Then let’s create a SheetFormatter and apply it:

>>> sf = pyexcel.formatters.SheetFormatter(cleanse_func)
>>> sheet.add_formatter(sf)
>>> sheet.to_array()
[['Version', 'Comments', 'Author'], ['v0.0.1', 'Release versions', 'Eda'], ['v0.0.2', 'Useful updates', 'Freud']]

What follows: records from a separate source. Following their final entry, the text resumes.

//! Analytics summary with JSON persistence and markdown rendering.
//!
//! [`AnalyticsSummary`] is the snapshot handed to renderers and to the
//! recommendation step. It is computed once from a [`Quiz`] and carries no
//! reference back to it.

use std::collections::BTreeMap;
use std::path::Path;

use anyhow::{Context, Result};
use chrono::{DateTime, Utc};
use serde::{Deserialize, Serialize};
use uuid::Uuid;

use crate::model::{Quiz, Student, Syllabus};
use crate::statistics::{section_breakdown, topic_performance, SectionStats, TopicStats};

/// A complete analytics summary for one quiz.
#[derive(Debug, Clone, Serialize, Deserialize)]
pub struct AnalyticsSummary {
    /// Unique summary identifier.
    pub id: Uuid,
    /// When the summary was computed.
    pub created_at: DateTime<Utc>,
    pub quiz_name: String,
    pub course_name: String,
    /// Course code from the syllabus, when one was supplied.
    #[serde(default)]
    pub course_code: Option<String>,
    pub quiz_date: DateTime<Utc>,
    /// Weak-topic threshold used, in percent.
    pub threshold: f64,
    pub student_count: usize,
    pub question_count: usize,
    /// Points available across the quiz.
    pub total_possible: f64,
    pub class_average: f64,
    pub sections: BTreeMap<String, SectionStats>,
    pub topics: BTreeMap<String, TopicStats>,
    /// One entry per student, in quiz order.
    pub students: Vec<StudentSummary>,
    /// Topics averaging below the threshold, weakest first.
    pub weakest_topics: Vec<String>,
    /// Ids of questions without a primary topic.
    pub unmapped_questions: Vec<u32>,
    /// Instructor recommendations, if they were generated.
    #[serde(default)]
    pub recommendations: Option<String>,
}

/// Per-student line of the summary.
#[derive(Debug, Clone, PartialEq, Serialize, Deserialize)]
pub struct StudentSummary {
    pub student_id: String,
    pub name: String,
    pub section: String,
    pub total_score: f64,
    pub total_possible: f64,
    pub percentage: f64,
    /// Weak topics, sorted by name.
    pub weak_topics: Vec<String>,
}

impl StudentSummary {
    fn compute(quiz: &Quiz, student: &Student, threshold: f64) -> Self {
        let mut weak_topics: Vec<String> =
            quiz.student_weak_topics(student, threshold).into_iter().collect();
        weak_topics.sort();

        Self {
            student_id: student.student_id.clone(),
            name: student.name.clone(),
            section: student.section.clone(),
            total_score: quiz.student_total_score(student),
            total_possible: quiz.student_total_possible(),
            percentage: quiz.student_percentage(student),
            weak_topics,
        }
    }
}

impl AnalyticsSummary {
    /// Compute a summary of `quiz` at the given weak-topic threshold.
    pub fn compute(quiz: &Quiz, syllabus: Option<&Syllabus>, threshold: f64) -> Self {
        let topics = topic_performance(quiz, threshold);

        let mut weakest: Vec<&TopicStats> = topics
            .values()
            .filter(|t| t.response_count > 0 && t.average_percentage < threshold)
            .collect();
        weakest.sort_by(|a, b| {
            a.average_percentage
                .total_cmp(&b.average_percentage)
                .then_with(|| a.topic.cmp(&b.topic))
        });
        let weakest_topics = weakest.into_iter().map(|t| t.topic.clone()).collect();

        let students = quiz
            .students
            .iter()
            .map(|s| StudentSummary::compute(quiz, s, threshold))
            .collect();

        let unmapped_questions = quiz
            .questions
            .iter()
            .filter(|q| q.mapped_topic.is_none())
            .map(|q| q.question_id)
            .collect();

        let course_code = syllabus
            .map(|s| s.course_code.clone())
            .filter(|code| !code.is_empty());

        Self {
            id: Uuid::new_v4(),
            created_at: Utc::now(),
            quiz_name: quiz.name.clone(),
            course_name: quiz.course_name.clone(),
            course_code,
            quiz_date: quiz.date,
            threshold,
            student_count: quiz.students.len(),
            question_count: quiz.questions.len(),
            total_possible: quiz.student_total_possible(),
            class_average: quiz.class_average(),
            sections: section_breakdown(quiz),
            topics,
            students,
            weakest_topics,
            unmapped_questions,
            recommendations: None,
        }
    }

    /// Store generated recommendations for renderers.
    pub fn attach_recommendations(&mut self, recommendations: impl Into<String>) {
        self.recommendations = Some(recommendations.into());
    }

    /// Class-level view without per-student rows, suitable for a model prompt.
    pub fn instructor_digest(&self) -> serde_json::Value {
        let sections: BTreeMap<&str, f64> = self
            .sections
            .iter()
            .map(|(name, s)| (name.as_str(), round1(s.average_percentage)))
            .collect();
        let topics: BTreeMap<&str, serde_json::Value> = self
            .topics
            .iter()
            .map(|(name, t)| {
                (
                    name.as_str(),
                    serde_json::json!({
                        "average_percentage": round1(t.average_percentage),
                        "students_struggling": t.weak_student_count,
                        "questions": t.question_count,
                    }),
                )
            })
            .collect();

        serde_json::json!({
            "quiz": self.quiz_name,
            "course": self.course_name,
            "students": self.student_count,
            "class_average": round1(self.class_average),
            "weak_threshold": self.threshold,
            "section_averages": sections,
            "topics": topics,
            "weakest_topics": self.weakest_topics,
        })
    }

    /// Save the summary as JSON to a file.
    pub fn save_json(&self, path: &Path) -> Result<()> {
        let json = serde_json::to_string_pretty(self).context("failed to serialize summary")?;
        if let Some(parent) = path.parent() {
            std::fs::create_dir_all(parent)?;
        }
        std::fs::write(path, json)
            .with_context(|| format!("failed to write summary to {}", path.display()))?;
        Ok(())
    }

    /// Load a summary from a JSON file.
    pub fn load_json(path: &Path) -> Result<Self> {
        let content = std::fs::read_to_string(path)
            .with_context(|| format!("failed to read summary from {}", path.display()))?;
        let summary: AnalyticsSummary =
            serde_json::from_str(&content).context("failed to parse summary JSON")?;
        Ok(summary)
    }

    /// Format the summary as markdown.
    pub fn to_markdown(&self) -> String {
        let mut md = String::new();

        md.push_str(&format!("# {} ({})\n\n", self.quiz_name, self.course_name));
        md.push_str(&format!(
            "**Class average:** {:.1}% across {} students and {} questions ({} points)\n\n",
            self.class_average, self.student_count, self.question_count, self.total_possible
        ));

        if !self.sections.is_empty() {
            md.push_str("## Sections\n\n");
            md.push_str("| Section | Students | Average |\n");
            md.push_str("|---------|----------|---------|\n");
            for s in self.sections.values() {
                md.push_str(&format!(
                    "| {} | {} | {:.1}% |\n",
                    s.section, s.student_count, s.average_percentage
                ));
            }
            md.push('\n');
        }

        if !self.topics.is_empty() {
            md.push_str("## Topics\n\n");
            md.push_str("| Topic | Questions | Average | Students below threshold |\n");
            md.push_str("|-------|-----------|---------|--------------------------|\n");
            for t in self.topics.values() {
                md.push_str(&format!(
                    "| {} | {} | {:.1}% | {} |\n",
                    t.topic, t.question_count, t.average_percentage, t.weak_student_count
                ));
            }
            md.push('\n');
        }

        if !self.weakest_topics.is_empty() {
            md.push_str(&format!(
                "**Topics below {:.0}%:** {}\n\n",
                self.threshold,
                self.weakest_topics.join(", ")
            ));
        }

        if !self.unmapped_questions.is_empty() {
            let ids: Vec<String> = self
                .unmapped_questions
                .iter()
                .map(|id| id.to_string())
                .collect();
            md.push_str(&format!("**Unmapped questions:** {}\n\n", ids.join(", ")));
        }

        if let Some(rec) = &self.recommendations {
            md.push_str("## Recommendations\n\n");
            md.push_str(rec.trim());
            md.push('\n');
        }

        md
    }
}

fn round1(v: f64) -> f64 {
    (v * 10.0).round() / 10.0
}

#[cfg(test)]
mod tests {
    use super::*;
    use crate::model::{Question, StudentResponse};

    fn sample_quiz() -> Quiz {
        let mut quiz = Quiz::new("Midterm", "Intro to Programming");
        quiz.add_question(Question::new(1, "Recursion?", "", 10.0).with_topic("Recursion"));
        quiz.add_question(Question::new(2, "Arrays?", "", 10.0).with_topic("Arrays"));
        quiz.add_question(Question::new(3, "Free points", "", 0.0));
        quiz.add_student(
            Student::new("S1", "Ada", "A")
                .with_response(StudentResponse::new(1, "", 4.0))
                .with_response(StudentResponse::new(2, "", 9.0)),
        );
        quiz.add_student(
            Student::new("S2", "Grace", "B")
                .with_response(StudentResponse::new(1, "", 10.0))
                .with_response(StudentResponse::new(2, "", 5.0)),
        );
        quiz
    }

    #[test]
    fn compute_summary() {
        let mut syllabus = Syllabus::new("Intro to Programming", "CS 101");
        syllabus.raw_text = "Week 1".into();
        let summary = AnalyticsSummary::compute(&sample_quiz(), Some(&syllabus), 70.0);

        assert_eq!(summary.student_count, 2);
        assert_eq!(summary.question_count, 3);
        assert_eq!(summary.course_code.as_deref(), Some("CS 101"));
        assert!((summary.class_average - 70.0).abs() < 1e-9);
        assert_eq!(summary.sections.len(), 2);
        assert_eq!(summary.unmapped_questions, vec![3]);
        assert_eq!(summary.students[0].weak_topics, vec!["Recursion"]);
        assert_eq!(summary.students[1].weak_topics, vec!["Arrays"]);
        // Recursion averages 70 (not below), Arrays averages 70 too
        assert!(summary.weakest_topics.is_empty());
    }

    #[test]
    fn weakest_topics_sorted_ascending() {
        let summary = AnalyticsSummary::compute(&sample_quiz(), None, 80.0);
        assert_eq!(summary.weakest_topics, vec!["Arrays", "Recursion"]);
        assert!(summary.course_code.is_none());
    }

    #[test]
    fn json_roundtrip() {
        let mut summary = AnalyticsSummary::compute(&sample_quiz(), None, 70.0);
        summary.attach_recommendations("1. Revisit recursion.");
        let dir = tempfile::tempdir().unwrap();
        let path = dir.path().join("nested").join("summary.json");

        summary.save_json(&path).unwrap();
        let loaded = AnalyticsSummary::load_json(&path).unwrap();

        assert_eq!(loaded.quiz_name, "Midterm");
        assert_eq!(loaded.students.len(), 2);
        assert_eq!(loaded.recommendations.as_deref(), Some("1. Revisit recursion."));
    }

    #[test]
    fn markdown_output() {
        let mut summary = AnalyticsSummary::compute(&sample_quiz(), None, 80.0);
        summary.attach_recommendations("1. More practice on arrays.");
        let md = summary.to_markdown();
        assert!(md.contains("# Midterm"));
        assert!(md.contains("| Recursion | 1 | 70.0% | 1 |"));
        assert!(md.contains("Topics below 80%"));
        assert!(md.contains("Unmapped questions:** 3"));
        assert!(md.contains("## Recommendations"));
    }

    #[test]
    fn digest_omits_students() {
        let summary = AnalyticsSummary::compute(&sample_quiz(), None, 70.0);
        let digest = summary.instructor_digest();
        assert_eq!(digest["students"], 2);
        assert_eq!(digest["class_average"], 70.0);
        assert!(digest["topics"]["Arrays"].is_object());
        assert!(digest.get("student_summaries").is_none());
    }
}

So in the end, you get this:

Version Comments Author
v0.0.1 Release versions Eda
v0.0.2 Useful updates Freud

Book: Sheet operations

Access to individual sheets

You can access individual sheet of a book via attribute:

>>> book = pyexcel.get_book(file_name="book.xls")
>>> book.sheet3
sheet3:
+---+---+---+
| 1 | 2 | 3 |
+---+---+---+
| 4 | 5 | 6 |
+---+---+---+
| 7 | 8 | 9 |
+---+---+---+

or via array notations:

>>> book["sheet 1"] # there is a space in the sheet name
sheet 1:
+---+---+---+
| 1 | 2 | 3 |
+---+---+---+
| 1 | 2 | 3 |
+---+---+---+
| 4 | 5 | 6 |
+---+---+---+

Merge excel books

Suppose you have two excel books and each had three sheets. You can merge them and get a new book:

You also can merge indivdual sheets:

>>> book1 = pyexcel.get_book(file_name="book1.xls")
>>> book2 = pyexcel.get_book(file_name="book2.xlsx")
>>> merged_book = book1 + book2
>>> merged_book = book1["Sheet 1"] + book2["Sheet 2"]
>>> merged_book = book1["Sheet 1"] + book2
>>> merged_book = book1 + book2["Sheet 2"]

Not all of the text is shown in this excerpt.